(Stored data)
BEGIN

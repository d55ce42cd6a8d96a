//! # Mercado Configuration
//!
//! Runtime settings for the stores and the engine. Business settings
//! (exchange rates, tax, permissions) are NOT here: they live in the
//! `config/main` document so every register shares them.
//!
//! ## Configuration Sources
//! ```text
//! ┌─────────────────────────────────────────────────────────────────────────┐
//! │                    Configuration Priority                               │
//! │                                                                         │
//! │  1. Environment Variables (highest priority)                           │
//! │     MERCADO_DB_PATH=/var/lib/mercado/mercado.db                        │
//! │     MERCADO_MAX_BATCH_OPS=450                                          │
//! │     MERCADO_COMMIT_ATTEMPTS=5                                          │
//! │     MERCADO_LOG=info,mercado=debug                                     │
//! │                                                                         │
//! │  2. TOML Config File                                                   │
//! │     ~/.config/mercado-pos/mercado.toml (Linux)                         │
//! │     ~/Library/Application Support/com.mercado.pos/mercado.toml (macOS) │
//! │                                                                         │
//! │  3. Default Values (lowest priority)                                   │
//! └─────────────────────────────────────────────────────────────────────────┘
//! ```
//!
//! ## Configuration File Format
//! ```toml
//! [store]
//! db_path = "/var/lib/mercado/mercado.db"
//! max_connections = 5
//!
//! [remote]
//! max_batch_ops = 450
//!
//! [engine]
//! max_commit_attempts = 5
//! initial_backoff_ms = 20
//! max_backoff_ms = 500
//!
//! [logging]
//! filter = "info,mercado=debug,sqlx=warn"
//! ```

use std::path::PathBuf;
use std::time::Duration;

use mercado_store::{LocalConfig, RemoteConfig, DEFAULT_MAX_BATCH_OPS};
use serde::{Deserialize, Serialize};
use tracing::{debug, info, warn};

use crate::error::{SyncError, SyncResult};

/// Default tracing filter when neither the file nor the environment set one.
pub const DEFAULT_LOG_FILTER: &str = "info,mercado=debug,sqlx=warn";

// =============================================================================
// Store Settings
// =============================================================================

/// Local (demo mode) database settings.
#[derive(Debug, Clone, Serialize, Deserialize)]
pub struct StoreSettings {
    /// SQLite file. Defaults to `mercado.db` in the platform data dir.
    #[serde(default)]
    pub db_path: Option<PathBuf>,

    #[serde(default = "default_max_connections")]
    pub max_connections: u32,
}

fn default_max_connections() -> u32 {
    5
}

impl Default for StoreSettings {
    fn default() -> Self {
        StoreSettings {
            db_path: None,
            max_connections: default_max_connections(),
        }
    }
}

// =============================================================================
// Remote Settings
// =============================================================================

#[derive(Debug, Clone, Serialize, Deserialize)]
pub struct RemoteSettings {
    /// Per-commit write ceiling.
    #[serde(default = "default_max_batch_ops")]
    pub max_batch_ops: usize,
}

fn default_max_batch_ops() -> usize {
    DEFAULT_MAX_BATCH_OPS
}

impl Default for RemoteSettings {
    fn default() -> Self {
        RemoteSettings {
            max_batch_ops: default_max_batch_ops(),
        }
    }
}

// =============================================================================
// Engine Settings
// =============================================================================

/// Conflict retry policy for sales, payments and stock adjustments.
#[derive(Debug, Clone, Serialize, Deserialize)]
pub struct EngineSettings {
    /// Total commit attempts, including the first one.
    #[serde(default = "default_max_commit_attempts")]
    pub max_commit_attempts: u32,

    #[serde(default = "default_initial_backoff")]
    pub initial_backoff_ms: u64,

    #[serde(default = "default_max_backoff")]
    pub max_backoff_ms: u64,
}

fn default_max_commit_attempts() -> u32 {
    5
}
fn default_initial_backoff() -> u64 {
    20
}
fn default_max_backoff() -> u64 {
    500
}

impl Default for EngineSettings {
    fn default() -> Self {
        EngineSettings {
            max_commit_attempts: default_max_commit_attempts(),
            initial_backoff_ms: default_initial_backoff(),
            max_backoff_ms: default_max_backoff(),
        }
    }
}

impl EngineSettings {
    pub fn initial_backoff(&self) -> Duration {
        Duration::from_millis(self.initial_backoff_ms)
    }

    pub fn max_backoff(&self) -> Duration {
        Duration::from_millis(self.max_backoff_ms)
    }
}

// =============================================================================
// Logging Settings
// =============================================================================

#[derive(Debug, Clone, Serialize, Deserialize)]
pub struct LogSettings {
    #[serde(default = "default_log_filter")]
    pub filter: String,
}

fn default_log_filter() -> String {
    DEFAULT_LOG_FILTER.to_string()
}

impl Default for LogSettings {
    fn default() -> Self {
        LogSettings {
            filter: default_log_filter(),
        }
    }
}

// =============================================================================
// Main Configuration
// =============================================================================

#[derive(Debug, Clone, Default, Serialize, Deserialize)]
pub struct MercadoConfig {
    #[serde(default)]
    pub store: StoreSettings,

    #[serde(default)]
    pub remote: RemoteSettings,

    #[serde(default)]
    pub engine: EngineSettings,

    #[serde(default)]
    pub logging: LogSettings,
}

impl MercadoConfig {
    pub fn new() -> Self {
        Self::default()
    }

    /// Loads configuration from file, environment, and defaults.
    ///
    /// ## Load Order (later overrides earlier)
    /// 1. Default values
    /// 2. Config file (mercado.toml)
    /// 3. Environment variables
    pub fn load(config_path: Option<PathBuf>) -> SyncResult<Self> {
        let mut config = Self::default();

        if let Some(path) = config_path.or_else(Self::default_config_path) {
            if path.exists() {
                info!(?path, "Loading config from file");
                let contents = std::fs::read_to_string(&path)?;
                config = toml::from_str(&contents)?;
            } else {
                debug!(?path, "Config file not found, using defaults");
            }
        }

        config.apply_env_overrides();
        config.validate()?;

        Ok(config)
    }

    /// Loads config or returns default if load fails.
    pub fn load_or_default(config_path: Option<PathBuf>) -> Self {
        Self::load(config_path).unwrap_or_else(|e| {
            warn!("Failed to load config: {}. Using defaults.", e);
            Self::default()
        })
    }

    pub fn save(&self, config_path: Option<PathBuf>) -> SyncResult<()> {
        let path = config_path
            .or_else(Self::default_config_path)
            .ok_or_else(|| SyncError::ConfigFile("no config directory on this platform".into()))?;

        if let Some(parent) = path.parent() {
            std::fs::create_dir_all(parent)?;
        }

        let contents = toml::to_string_pretty(self)?;
        std::fs::write(&path, contents)?;

        info!(?path, "Config saved");
        Ok(())
    }

    pub fn validate(&self) -> SyncResult<()> {
        if self.remote.max_batch_ops == 0 {
            return Err(SyncError::InvalidConfig(
                "max_batch_ops must be greater than 0".into(),
            ));
        }

        if self.engine.max_commit_attempts == 0 {
            return Err(SyncError::InvalidConfig(
                "max_commit_attempts must be greater than 0".into(),
            ));
        }

        if self.store.max_connections == 0 {
            return Err(SyncError::InvalidConfig(
                "max_connections must be greater than 0".into(),
            ));
        }

        if self.engine.initial_backoff_ms > self.engine.max_backoff_ms {
            return Err(SyncError::InvalidConfig(format!(
                "initial_backoff_ms ({}) exceeds max_backoff_ms ({})",
                self.engine.initial_backoff_ms, self.engine.max_backoff_ms
            )));
        }

        Ok(())
    }

    fn apply_env_overrides(&mut self) {
        if let Ok(path) = std::env::var("MERCADO_DB_PATH") {
            debug!(path = %path, "Overriding database path from environment");
            self.store.db_path = Some(PathBuf::from(path));
        }

        if let Ok(max) = std::env::var("MERCADO_MAX_BATCH_OPS") {
            match max.parse::<usize>() {
                Ok(m) => self.remote.max_batch_ops = m,
                Err(_) => warn!(value = %max, "Ignoring invalid MERCADO_MAX_BATCH_OPS"),
            }
        }

        if let Ok(attempts) = std::env::var("MERCADO_COMMIT_ATTEMPTS") {
            match attempts.parse::<u32>() {
                Ok(a) => self.engine.max_commit_attempts = a,
                Err(_) => warn!(value = %attempts, "Ignoring invalid MERCADO_COMMIT_ATTEMPTS"),
            }
        }

        if let Ok(filter) = std::env::var("MERCADO_LOG") {
            self.logging.filter = filter;
        }
    }

    fn project_dirs() -> Option<directories::ProjectDirs> {
        directories::ProjectDirs::from("com", "mercado", "pos")
    }

    fn default_config_path() -> Option<PathBuf> {
        Self::project_dirs().map(|dirs| dirs.config_dir().join("mercado.toml"))
    }

    // =========================================================================
    // Convenience Methods
    // =========================================================================

    /// Resolved database path: configured, else platform data dir, else cwd.
    pub fn db_path(&self) -> PathBuf {
        self.store
            .db_path
            .clone()
            .or_else(|| Self::project_dirs().map(|dirs| dirs.data_dir().join("mercado.db")))
            .unwrap_or_else(|| PathBuf::from("mercado.db"))
    }

    pub fn local_config(&self) -> LocalConfig {
        LocalConfig::new(self.db_path()).max_connections(self.store.max_connections)
    }

    pub fn remote_config(&self) -> RemoteConfig {
        RemoteConfig::default().max_batch_ops(self.remote.max_batch_ops)
    }
}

END

● **EXERCISE DETAILS**
Copy each line above where the string "parent" occurs.

● **SOLUTION FOR THIS PROBLEM**
        if let Some(parent) = path.parent() {
            std::fs::create_dir_all(parent)?;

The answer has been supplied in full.